**What you will do**
Report every line of the records that contains the word "join".
(Input for this task)
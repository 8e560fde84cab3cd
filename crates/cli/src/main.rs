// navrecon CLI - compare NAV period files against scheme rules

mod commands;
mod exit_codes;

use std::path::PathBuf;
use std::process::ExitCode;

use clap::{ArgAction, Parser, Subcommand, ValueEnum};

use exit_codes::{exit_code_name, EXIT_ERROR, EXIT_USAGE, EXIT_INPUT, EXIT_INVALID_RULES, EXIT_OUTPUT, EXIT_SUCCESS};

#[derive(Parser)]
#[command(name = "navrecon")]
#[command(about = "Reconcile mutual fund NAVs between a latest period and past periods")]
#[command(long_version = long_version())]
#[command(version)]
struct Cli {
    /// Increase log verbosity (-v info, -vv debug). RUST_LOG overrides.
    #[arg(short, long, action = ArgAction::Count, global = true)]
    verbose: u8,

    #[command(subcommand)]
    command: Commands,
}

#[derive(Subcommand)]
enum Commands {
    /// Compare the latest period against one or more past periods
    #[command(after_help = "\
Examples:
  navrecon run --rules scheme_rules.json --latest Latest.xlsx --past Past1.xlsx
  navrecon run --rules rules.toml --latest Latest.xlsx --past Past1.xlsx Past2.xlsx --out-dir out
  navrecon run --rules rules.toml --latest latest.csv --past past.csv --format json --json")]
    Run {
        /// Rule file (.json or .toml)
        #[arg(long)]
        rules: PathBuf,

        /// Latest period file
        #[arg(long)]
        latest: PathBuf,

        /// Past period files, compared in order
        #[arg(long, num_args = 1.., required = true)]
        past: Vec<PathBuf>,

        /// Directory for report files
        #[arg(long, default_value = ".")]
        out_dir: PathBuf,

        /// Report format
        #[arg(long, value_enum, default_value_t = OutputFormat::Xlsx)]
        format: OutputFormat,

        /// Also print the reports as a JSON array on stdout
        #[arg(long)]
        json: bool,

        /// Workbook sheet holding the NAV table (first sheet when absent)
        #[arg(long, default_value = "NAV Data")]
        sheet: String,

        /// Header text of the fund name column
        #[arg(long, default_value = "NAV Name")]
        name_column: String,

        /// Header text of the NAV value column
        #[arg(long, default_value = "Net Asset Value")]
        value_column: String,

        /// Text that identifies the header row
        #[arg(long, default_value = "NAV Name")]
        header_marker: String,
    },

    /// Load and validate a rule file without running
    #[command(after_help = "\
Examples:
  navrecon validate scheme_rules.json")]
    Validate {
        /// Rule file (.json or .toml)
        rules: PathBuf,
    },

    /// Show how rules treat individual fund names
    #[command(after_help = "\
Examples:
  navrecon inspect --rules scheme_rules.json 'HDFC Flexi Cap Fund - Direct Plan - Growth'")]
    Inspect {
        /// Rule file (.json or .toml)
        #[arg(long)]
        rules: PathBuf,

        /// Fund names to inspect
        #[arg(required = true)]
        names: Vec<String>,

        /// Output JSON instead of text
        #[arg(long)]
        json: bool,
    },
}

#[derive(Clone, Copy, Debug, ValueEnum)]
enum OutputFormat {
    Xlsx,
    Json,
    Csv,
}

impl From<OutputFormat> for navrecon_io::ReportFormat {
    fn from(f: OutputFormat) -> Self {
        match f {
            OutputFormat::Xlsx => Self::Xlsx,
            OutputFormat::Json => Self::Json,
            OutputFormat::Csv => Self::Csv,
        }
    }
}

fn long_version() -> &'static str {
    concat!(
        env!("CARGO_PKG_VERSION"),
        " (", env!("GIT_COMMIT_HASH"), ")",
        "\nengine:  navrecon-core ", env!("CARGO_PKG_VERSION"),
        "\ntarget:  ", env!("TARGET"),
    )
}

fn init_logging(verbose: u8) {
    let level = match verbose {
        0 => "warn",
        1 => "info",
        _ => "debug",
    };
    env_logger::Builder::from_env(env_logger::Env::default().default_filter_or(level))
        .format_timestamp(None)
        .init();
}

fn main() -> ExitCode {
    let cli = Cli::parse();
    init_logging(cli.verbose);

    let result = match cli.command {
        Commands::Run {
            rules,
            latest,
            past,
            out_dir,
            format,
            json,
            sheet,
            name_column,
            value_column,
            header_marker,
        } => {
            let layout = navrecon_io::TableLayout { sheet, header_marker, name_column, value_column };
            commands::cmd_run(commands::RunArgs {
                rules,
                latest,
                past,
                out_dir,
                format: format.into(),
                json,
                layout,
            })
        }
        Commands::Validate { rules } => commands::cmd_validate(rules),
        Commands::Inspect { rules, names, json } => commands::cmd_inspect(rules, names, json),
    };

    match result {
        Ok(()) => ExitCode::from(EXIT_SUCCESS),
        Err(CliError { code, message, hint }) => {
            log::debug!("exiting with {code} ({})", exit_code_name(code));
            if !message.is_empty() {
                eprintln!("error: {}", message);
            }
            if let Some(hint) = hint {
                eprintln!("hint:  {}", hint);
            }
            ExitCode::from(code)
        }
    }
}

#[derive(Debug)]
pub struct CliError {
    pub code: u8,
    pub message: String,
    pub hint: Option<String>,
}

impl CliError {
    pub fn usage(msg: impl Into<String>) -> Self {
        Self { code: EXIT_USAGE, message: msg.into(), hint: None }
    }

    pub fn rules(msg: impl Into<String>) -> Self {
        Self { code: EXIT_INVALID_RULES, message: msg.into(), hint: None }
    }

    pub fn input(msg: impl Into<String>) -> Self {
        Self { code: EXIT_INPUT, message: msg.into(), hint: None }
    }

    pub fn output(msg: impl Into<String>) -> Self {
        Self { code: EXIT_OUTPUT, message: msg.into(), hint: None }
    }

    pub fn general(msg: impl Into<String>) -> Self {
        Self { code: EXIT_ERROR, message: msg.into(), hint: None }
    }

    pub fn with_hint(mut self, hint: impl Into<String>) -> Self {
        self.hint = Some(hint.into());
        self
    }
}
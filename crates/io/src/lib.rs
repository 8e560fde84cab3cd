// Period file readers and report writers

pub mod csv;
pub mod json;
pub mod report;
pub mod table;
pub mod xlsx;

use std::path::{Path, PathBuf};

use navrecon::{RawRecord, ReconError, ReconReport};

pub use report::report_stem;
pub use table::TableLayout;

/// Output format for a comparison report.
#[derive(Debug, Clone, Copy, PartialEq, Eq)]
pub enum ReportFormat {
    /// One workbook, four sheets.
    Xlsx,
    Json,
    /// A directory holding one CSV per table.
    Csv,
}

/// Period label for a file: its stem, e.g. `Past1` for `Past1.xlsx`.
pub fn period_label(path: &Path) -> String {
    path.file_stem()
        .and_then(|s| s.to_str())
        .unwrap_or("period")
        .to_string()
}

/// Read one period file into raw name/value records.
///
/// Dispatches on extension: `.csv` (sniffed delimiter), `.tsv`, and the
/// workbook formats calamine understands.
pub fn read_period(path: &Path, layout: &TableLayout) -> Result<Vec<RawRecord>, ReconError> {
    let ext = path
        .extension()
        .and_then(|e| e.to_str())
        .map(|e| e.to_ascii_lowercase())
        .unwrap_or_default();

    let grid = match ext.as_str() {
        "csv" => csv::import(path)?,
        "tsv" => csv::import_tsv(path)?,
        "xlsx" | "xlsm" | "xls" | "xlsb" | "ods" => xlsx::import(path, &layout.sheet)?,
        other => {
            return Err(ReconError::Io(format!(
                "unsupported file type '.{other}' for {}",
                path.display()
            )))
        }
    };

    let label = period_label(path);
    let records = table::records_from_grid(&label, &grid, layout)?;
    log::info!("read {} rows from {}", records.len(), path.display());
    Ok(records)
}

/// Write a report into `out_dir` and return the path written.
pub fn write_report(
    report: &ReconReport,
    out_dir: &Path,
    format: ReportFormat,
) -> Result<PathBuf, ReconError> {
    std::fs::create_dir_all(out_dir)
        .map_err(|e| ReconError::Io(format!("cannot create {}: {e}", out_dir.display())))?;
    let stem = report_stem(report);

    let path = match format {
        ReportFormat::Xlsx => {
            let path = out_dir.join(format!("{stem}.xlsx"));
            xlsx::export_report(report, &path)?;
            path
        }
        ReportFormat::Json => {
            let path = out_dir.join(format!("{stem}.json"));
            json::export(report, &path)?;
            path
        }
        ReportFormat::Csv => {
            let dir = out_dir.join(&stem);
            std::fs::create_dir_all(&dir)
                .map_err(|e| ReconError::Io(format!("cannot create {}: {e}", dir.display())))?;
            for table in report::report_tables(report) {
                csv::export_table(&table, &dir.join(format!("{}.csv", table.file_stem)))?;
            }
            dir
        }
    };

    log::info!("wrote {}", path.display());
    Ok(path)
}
(End Input for this task)
**Output for this task**
            let path = out_dir.join(format!("{stem}.xlsx"));
            let path = out_dir.join(format!("{stem}.json"));
            let dir = out_dir.join(&stem);
                csv::export_table(&table, &dir.join(format!("{}.csv", table.file_stem)))?;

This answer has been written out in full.